The new airfield is expected
to transform the military balance between the Taliban and its
last surviving internal military foe, which has been reduced
to holding only 5 per cent of Afghan territory. About 600 workers
and engineers have already levelled the stony ground to build
a runway on the plain below the mountains outside Golbahar, a
small town about 50 miles north of Kabul.
It will allow the 10,000 troops
fighting on the front lines against the Kabul government to receive
military supplies directly from Russia, Iran and the US. The
airport is capable of taking some of the massive air transport
planes such as the Galaxy, C-130 or Tupolevs which can carry
tanks, artillery and tons of guns and munitions.
Western military strategists
hope that once the Northern Alliance has been re-equipped, it
will cut off Taliban troops in the north, acting in concert with
US air strikes launched from the US aircraft carrier the USS
Kitty Hawk in the Indian Ocean.
Moves to bolster the Northern
Alliance dovetail with the US military build-up north of Afghanistan
in Uzbekistan, where the first US-marked aircraft arrived yesterday,
a day after President Islam Karimov granted permission for American
warplanes and troops to use Uzbek air bases for military operations.

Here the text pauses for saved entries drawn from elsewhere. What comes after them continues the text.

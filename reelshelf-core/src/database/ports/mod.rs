//! Repository traits the services depend on.

pub mod bookmarks;
pub mod comments;
pub mod friendships;
pub mod sessions;
pub mod users;

pub use bookmarks::BookmarksRepository;
pub use comments::CommentsRepository;
pub use friendships::FriendshipsRepository;
pub use sessions::{Session, SessionsRepository};
pub use users::UsersRepository;
use std::time::Duration;

use anyhow::Result;
use async_trait::async_trait;
use tracing::{debug, info, warn};

use crate::infra::app_state::AppState;

const SESSION_PURGE_INTERVAL: Duration = Duration::from_secs(15 * 60);

/// Work that runs once the state is built and before the listener opens.
#[async_trait]
pub trait StartupHooks: Send + Sync {
    async fn run(&self, state: &AppState) -> Result<()>;
}

#[derive(Debug)]
pub struct ProdStartupHooks {
    purge_interval: Duration,
}

impl Default for ProdStartupHooks {
    fn default() -> Self {
        Self {
            purge_interval: SESSION_PURGE_INTERVAL,
        }
    }
}

impl ProdStartupHooks {
    pub fn with_purge_interval(purge_interval: Duration) -> Self {
        Self { purge_interval }
    }
}

#[async_trait]
impl StartupHooks for ProdStartupHooks {
    async fn run(&self, state: &AppState) -> Result<()> {
        if state.config.catalog.tmdb.api_key.is_none() {
            warn!("TMDB is not configured; movie endpoints will report errors");
        }

        let auth = state.auth_service.clone();
        let period = self.purge_interval;
        tokio::spawn(async move {
            let mut interval = tokio::time::interval(period);
            loop {
                interval.tick().await;
                match auth.purge_expired_sessions().await {
                    Ok(0) => debug!("no expired sessions"),
                    Ok(purged) => info!(purged, "purged expired sessions"),
                    Err(err) => {
                        warn!(error = %err, "failed to purge expired sessions")
                    }
                }
            }
        });

        Ok(())
    }
}
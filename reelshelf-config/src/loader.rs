use std::fs;
use std::path::PathBuf;

use thiserror::Error;
use tracing::debug;

use crate::constants::*;
use crate::models::{
    AuthConfig, CatalogConfig, Config, ConfigMetadata, CorsConfig,
    DatabaseConfig, GoogleBooksConfig, OpenLibraryConfig, ServerConfig,
    TmdbConfig,
};
use crate::sources::{EnvConfig, FileConfig};
use crate::validation::{self, ConfigGuardRailError, ConfigWarnings};

const DEFAULT_CONFIG_LOCATIONS: &[&str] =
    &["reelshelf.toml", "config/reelshelf.toml"];

#[derive(Debug, Clone)]
enum EnvSource {
    /// `.env` from the working directory (or a given file), then the process
    /// environment.
    Process { env_file: Option<PathBuf> },
    /// A fixed set of values; nothing is read from the process.
    Fixed(EnvConfig),
}

impl Default for EnvSource {
    fn default() -> Self {
        EnvSource::Process { env_file: None }
    }
}

#[derive(Debug, Default, Clone)]
pub struct ConfigLoader {
    config_path: Option<PathBuf>,
    env: EnvSource,
}

impl ConfigLoader {
    pub fn new() -> Self {
        Self::default()
    }

    /// An explicit file must exist.
    pub fn with_config_path<P: Into<PathBuf>>(mut self, path: P) -> Self {
        self.config_path = Some(path.into());
        self
    }

    pub fn with_env_file<P: Into<PathBuf>>(mut self, path: P) -> Self {
        self.env = EnvSource::Process {
            env_file: Some(path.into()),
        };
        self
    }

    /// Use `env` instead of the process environment.
    pub fn with_env(mut self, env: EnvConfig) -> Self {
        self.env = EnvSource::Fixed(env);
        self
    }

    pub fn load(&self) -> Result<ConfigLoad, ConfigLoadError> {
        let (env_config, env_file_loaded) = match &self.env {
            EnvSource::Fixed(env) => (env.clone(), false),
            EnvSource::Process { env_file } => {
                let loaded = load_env_file(env_file.as_ref())?;
                (EnvConfig::gather(), loaded)
            }
        };

        let (file_config, config_path) = self.load_file_config(&env_config)?;

        let (config, warnings) = compose_config(
            file_config,
            env_config,
            ConfigMetadata {
                config_path,
                env_file_loaded,
            },
        )?;

        Ok(ConfigLoad { config, warnings })
    }

    fn load_file_config(
        &self,
        env_config: &EnvConfig,
    ) -> Result<(Option<FileConfig>, Option<PathBuf>), ConfigLoadError> {
        let path = if let Some(explicit) = &self.config_path {
            explicit.clone()
        } else if let Some(from_env) = &env_config.config_path {
            from_env.clone()
        } else {
            match DEFAULT_CONFIG_LOCATIONS
                .iter()
                .map(PathBuf::from)
                .find(|candidate| candidate.exists())
            {
                Some(found) => found,
                None => return Ok((None, None)),
            }
        };

        if !path.exists() {
            return Err(ConfigLoadError::MissingConfig { path });
        }

        let contents =
            fs::read_to_string(&path).map_err(|err| ConfigLoadError::Io {
                path: path.clone(),
                source: err,
            })?;
        let file_config: FileConfig =
            toml::from_str(&contents).map_err(|err| ConfigLoadError::Parse {
                path: path.clone(),
                source: err,
            })?;

        debug!(path = %path.display(), "configuration file loaded");
        Ok((Some(file_config), Some(path)))
    }
}

fn load_env_file(path: Option<&PathBuf>) -> Result<bool, ConfigLoadError> {
    let result = match path {
        Some(path) => dotenvy::from_path(path),
        None => dotenvy::dotenv().map(|_| ()),
    };
    match result {
        Ok(()) => Ok(true),
        Err(dotenvy::Error::Io(_)) => Ok(false),
        Err(err) => Err(err.into()),
    }
}

fn compose_config(
    file_config: Option<FileConfig>,
    env: EnvConfig,
    metadata: ConfigMetadata,
) -> Result<(Config, ConfigWarnings), ConfigLoadError> {
    let mut warnings = ConfigWarnings::default();

    if metadata.config_path.is_none() {
        warnings.push_with_hint(
            "No reelshelf.toml detected; falling back to environment variables",
            "Create reelshelf.toml or pass --config to use a configuration file",
        );
    }

    let FileConfig {
        server: file_server,
        database: file_database,
        cors: file_cors,
        auth: file_auth,
        catalog: file_catalog,
        dev_mode: file_dev_mode,
    } = file_config.unwrap_or_default();

    let server = ServerConfig {
        host: env
            .server_host
            .or(file_server.host)
            .unwrap_or_else(|| DEFAULT_HOST.to_string()),
        port: env.server_port.or(file_server.port).unwrap_or(DEFAULT_PORT),
    };

    let database = DatabaseConfig {
        url: env
            .database_url
            .or(file_database.url)
            .unwrap_or_else(|| DEFAULT_DATABASE_URL.to_string()),
    };

    let cors = CorsConfig {
        allowed_origins: env
            .cors_allowed_origins
            .or(file_cors.allowed_origins)
            .unwrap_or_else(default_cors_origins),
        allowed_methods: env
            .cors_allowed_methods
            .or(file_cors.allowed_methods)
            .unwrap_or_else(default_cors_methods),
        allowed_headers: env
            .cors_allowed_headers
            .or(file_cors.allowed_headers)
            .unwrap_or_else(default_cors_headers),
    };

    let dev_mode = env.dev_mode.or(file_dev_mode).unwrap_or(false);

    let auth = AuthConfig {
        password_pepper: env
            .auth_password_pepper
            .or(file_auth.password_pepper)
            .unwrap_or_else(|| DEFAULT_PASSWORD_PEPPER.to_string()),
        token_key: env
            .auth_token_key
            .or(file_auth.token_key)
            .unwrap_or_else(|| DEFAULT_TOKEN_KEY.to_string()),
        session_ttl_hours: env
            .session_ttl_hours
            .or(file_auth.session_ttl_hours)
            .unwrap_or(DEFAULT_SESSION_TTL_HOURS),
    };

    let tmdb = file_catalog.tmdb;
    let google = file_catalog.google_books;
    let open_library = file_catalog.open_library;
    let catalog = CatalogConfig {
        page_size: env
            .catalog_page_size
            .or(file_catalog.page_size)
            .unwrap_or(DEFAULT_PAGE_SIZE),
        request_timeout_secs: env
            .catalog_request_timeout_secs
            .or(file_catalog.request_timeout_secs)
            .unwrap_or(DEFAULT_REQUEST_TIMEOUT_SECS),
        cache_ttl_secs: env
            .catalog_cache_ttl_secs
            .or(file_catalog.cache_ttl_secs)
            .unwrap_or(DEFAULT_CACHE_TTL_SECS),
        cache_capacity: env
            .catalog_cache_capacity
            .or(file_catalog.cache_capacity)
            .unwrap_or(DEFAULT_CACHE_CAPACITY),
        max_page: env
            .catalog_max_page
            .or(file_catalog.max_page)
            .unwrap_or(DEFAULT_MAX_PAGE),
        tmdb: TmdbConfig {
            api_key: env
                .tmdb_api_key
                .or(tmdb.api_key.filter(|k| !k.trim().is_empty())),
            base_url: env
                .tmdb_base_url
                .or(tmdb.base_url)
                .unwrap_or_else(|| DEFAULT_TMDB_BASE_URL.to_string()),
            image_base_url: env
                .tmdb_image_base_url
                .or(tmdb.image_base_url)
                .unwrap_or_else(|| DEFAULT_TMDB_IMAGE_BASE_URL.to_string()),
            language: env.tmdb_language.or(tmdb.language),
        },
        google_books: GoogleBooksConfig {
            api_key: env
                .google_books_api_key
                .or(google.api_key.filter(|k| !k.trim().is_empty())),
            base_url: env
                .google_books_base_url
                .or(google.base_url)
                .unwrap_or_else(|| DEFAULT_GOOGLE_BOOKS_BASE_URL.to_string()),
            batch_size: env
                .google_books_batch_size
                .or(google.batch_size)
                .unwrap_or(DEFAULT_BOOK_BATCH_SIZE),
        },
        open_library: OpenLibraryConfig {
            base_url: env
                .open_library_base_url
                .or(open_library.base_url)
                .unwrap_or_else(|| DEFAULT_OPEN_LIBRARY_BASE_URL.to_string()),
            covers_base_url: env
                .open_library_covers_base_url
                .or(open_library.covers_base_url)
                .unwrap_or_else(|| {
                    DEFAULT_OPEN_LIBRARY_COVERS_BASE_URL.to_string()
                }),
            batch_size: env
                .open_library_batch_size
                .or(open_library.batch_size)
                .unwrap_or(DEFAULT_BOOK_BATCH_SIZE),
        },
    };

    let config = Config {
        server,
        database,
        cors,
        auth,
        catalog,
        dev_mode,
        metadata,
    };

    let guard_warnings = validation::apply_guard_rails(&config)?;
    warnings.extend(guard_warnings);

    Ok((config, warnings))
}

#[derive(Debug, Error)]
pub enum ConfigLoadError {
    #[error("configuration file missing: {path}")]
    MissingConfig { path: PathBuf },
    #[error("failed to read configuration {path}")]
    Io {
        path: PathBuf,
        #[source]
        source: std::io::Error,
    },
    #[error("failed to parse configuration {path}")]
    Parse {
        path: PathBuf,
        #[source]
        source: toml::de::Error,
    },
    #[error(transparent)]
    GuardRail(#[from] ConfigGuardRailError),
    #[error(transparent)]
    EnvFile(#[from] dotenvy::Error),
}

fn default_cors_origins() -> Vec<String> {
    vec![
        "http://localhost:3000".to_string(),
        "http://localhost:5173".to_string(),
    ]
}

fn default_cors_methods() -> Vec<String> {
    ["GET", "POST", "PUT", "DELETE", "OPTIONS"]
        .into_iter()
        .map(String::from)
        .collect()
}

fn default_cors_headers() -> Vec<String> {
    vec!["Authorization".to_string(), "Content-Type".to_string()]
}

#[derive(Debug)]
pub struct ConfigLoad {
    pub config: Config,
    pub warnings: ConfigWarnings,
}
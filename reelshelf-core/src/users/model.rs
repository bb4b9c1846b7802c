use chrono::{DateTime, Utc};
use serde::{Deserialize, Serialize};
use sqlx::FromRow;

#[derive(
    Debug,
    Clone,
    Copy,
    PartialEq,
    Eq,
    Default,
    Serialize,
    Deserialize,
    sqlx::Type,
)]
#[serde(rename_all = "lowercase")]
#[sqlx(rename_all = "lowercase")]
pub enum UserRole {
    #[default]
    User,
    Admin,
}

/// A registered account as the owner (or an admin) sees it.
#[derive(Debug, Clone, PartialEq, Eq, Serialize, Deserialize, FromRow)]
pub struct User {
    pub id: i64,
    pub username: String,
    pub email: String,
    pub avatar_url: Option<String>,
    pub role: UserRole,
    pub created_at: DateTime<Utc>,
}

impl User {
    pub fn is_admin(&self) -> bool {
        self.role == UserRole::Admin
    }

    pub fn public_profile(&self) -> PublicProfile {
        PublicProfile {
            id: self.id,
            username: self.username.clone(),
            avatar_url: self.avatar_url.clone(),
            created_at: self.created_at,
        }
    }
}

/// A user row together with its stored password hash.
#[derive(Debug, Clone, FromRow)]
pub struct UserCredentials {
    #[sqlx(flatten)]
    pub user: User,
    pub password_hash: String,
}

/// What other users may see about an account.
#[derive(Debug, Clone, PartialEq, Eq, Serialize, Deserialize, FromRow)]
pub struct PublicProfile {
    pub id: i64,
    pub username: String,
    pub avatar_url: Option<String>,
    pub created_at: DateTime<Utc>,
}

/// Fields needed to insert a new account.
#[derive(Debug, Clone)]
pub struct NewUser {
    pub username: String,
    pub email: String,
    pub password_hash: String,
    pub created_at: DateTime<Utc>,
}
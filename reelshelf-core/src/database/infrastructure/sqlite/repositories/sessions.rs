use async_trait::async_trait;
use chrono::{DateTime, Utc};
use sqlx::{FromRow, SqlitePool};

use crate::database::ports::{Session, SessionsRepository};
use crate::error::Result;
use crate::users::User;

#[derive(Debug, FromRow)]
struct ActiveSessionRow {
    session_id: i64,
    expires_at: i64,
    #[sqlx(flatten)]
    user: User,
}

#[derive(Clone, Debug)]
pub struct SqliteSessionsRepository {
    pool: SqlitePool,
}

impl SqliteSessionsRepository {
    pub fn new(pool: SqlitePool) -> Self {
        Self { pool }
    }
}

#[async_trait]
impl SessionsRepository for SqliteSessionsRepository {
    async fn create_session(
        &self,
        user_id: i64,
        token_hash: &str,
        expires_at: DateTime<Utc>,
    ) -> Result<Session> {
        let session = sqlx::query_as::<_, Session>(
            r#"
            INSERT INTO sessions (user_id, token_hash, created_at, expires_at)
            VALUES (?, ?, ?, ?)
            RETURNING id, user_id, expires_at
            "#,
        )
        .bind(user_id)
        .bind(token_hash)
        .bind(Utc::now().timestamp())
        .bind(expires_at.timestamp())
        .fetch_one(&self.pool)
        .await?;
        Ok(session)
    }

    async fn find_active(
        &self,
        token_hash: &str,
        now: DateTime<Utc>,
    ) -> Result<Option<(Session, User)>> {
        let row = sqlx::query_as::<_, ActiveSessionRow>(
            r#"
            SELECT s.id AS session_id, s.expires_at,
                   u.id, u.username, u.email, u.avatar_url, u.role, u.created_at
            FROM sessions s
            JOIN users u ON u.id = s.user_id
            WHERE s.token_hash = ? AND s.expires_at > ?
            "#,
        )
        .bind(token_hash)
        .bind(now.timestamp())
        .fetch_optional(&self.pool)
        .await?;

        Ok(row.map(|r| {
            (
                Session {
                    id: r.session_id,
                    user_id: r.user.id,
                    expires_at: r.expires_at,
                },
                r.user,
            )
        }))
    }

    async fn delete_session(&self, session_id: i64) -> Result<()> {
        sqlx::query("DELETE FROM sessions WHERE id = ?")
            .bind(session_id)
            .execute(&self.pool)
            .await?;
        Ok(())
    }

    async fn delete_other_sessions(
        &self,
        user_id: i64,
        keep: i64,
    ) -> Result<u64> {
        let result =
            sqlx::query("DELETE FROM sessions WHERE user_id = ? AND id <> ?")
                .bind(user_id)
                .bind(keep)
                .execute(&self.pool)
                .await?;
        Ok(result.rows_affected())
    }

    async fn purge_expired(&self, now: DateTime<Utc>) -> Result<u64> {
        let result = sqlx::query("DELETE FROM sessions WHERE expires_at <= ?")
            .bind(now.timestamp())
            .execute(&self.pool)
            .await?;
        Ok(result.rows_affected())
    }
}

The plane was spotted flying overhead near the airbase at Khanabad,
180 miles south-west of the capital, Tashkent.
The Pentagon has not commented
on its troop movements in Central Asia owing to the need to maintain
security against Mr bin Laden's supporters.
The US Army has dispatched
1,000 infantry soldiers skilled at search-and-rescue, humanitarian
missions and helicopter assaults to Uzbekistan. Part of the main
north-south road in Afghanistan is already held by Northern Alliance
troops, which means the Taliban must use poor minor roads to
supply its troops in the north. Until now, anti-Taliban forces
have been forced to rely on elderly Russian helicopters to deliver
arms and ammunition to their men quickly. Heavy equipment is
moved by trucks along some of the worst roads in the world.
The Northern Alliance formerly
held an old Soviet military airport at Bagram, several miles
from Golbahar, but a Taliban offensive has captured the southern
end of the airport. Although the 2.5-mile-long runway is intact,
the airport buildings have been burned.
As soon as the runway at the
airfield at Golbahar is surfaced, the first planes will fly in.
This will be crucial in the next few weeks when the winter snows
close the high passes in the Hindu Kush mountains, making it
impossible to reach the Panjshir valley by road. The valley,
protected by soaring peaks on either side, is the opposition's
military stronghold. But because so much of the Northern Alliance's
territory is mountainous it has few landing places for fixed
wing aircraft.
The Taliban have enjoyed the
strategic advantage of operating over short supply lines. Once
the Golbahar airfield is operating and weapons and ammunition
can be brought rapidly to the Northern Alliance frontline, the
playing field will be more level.
With a support base concentrated
among minority Tajik, Uzbek and Hazara (Shia Muslim) tribes,
the Northern Alliance has a relatively narrow political base,
which appeared to rule it out replacing the Taliban government.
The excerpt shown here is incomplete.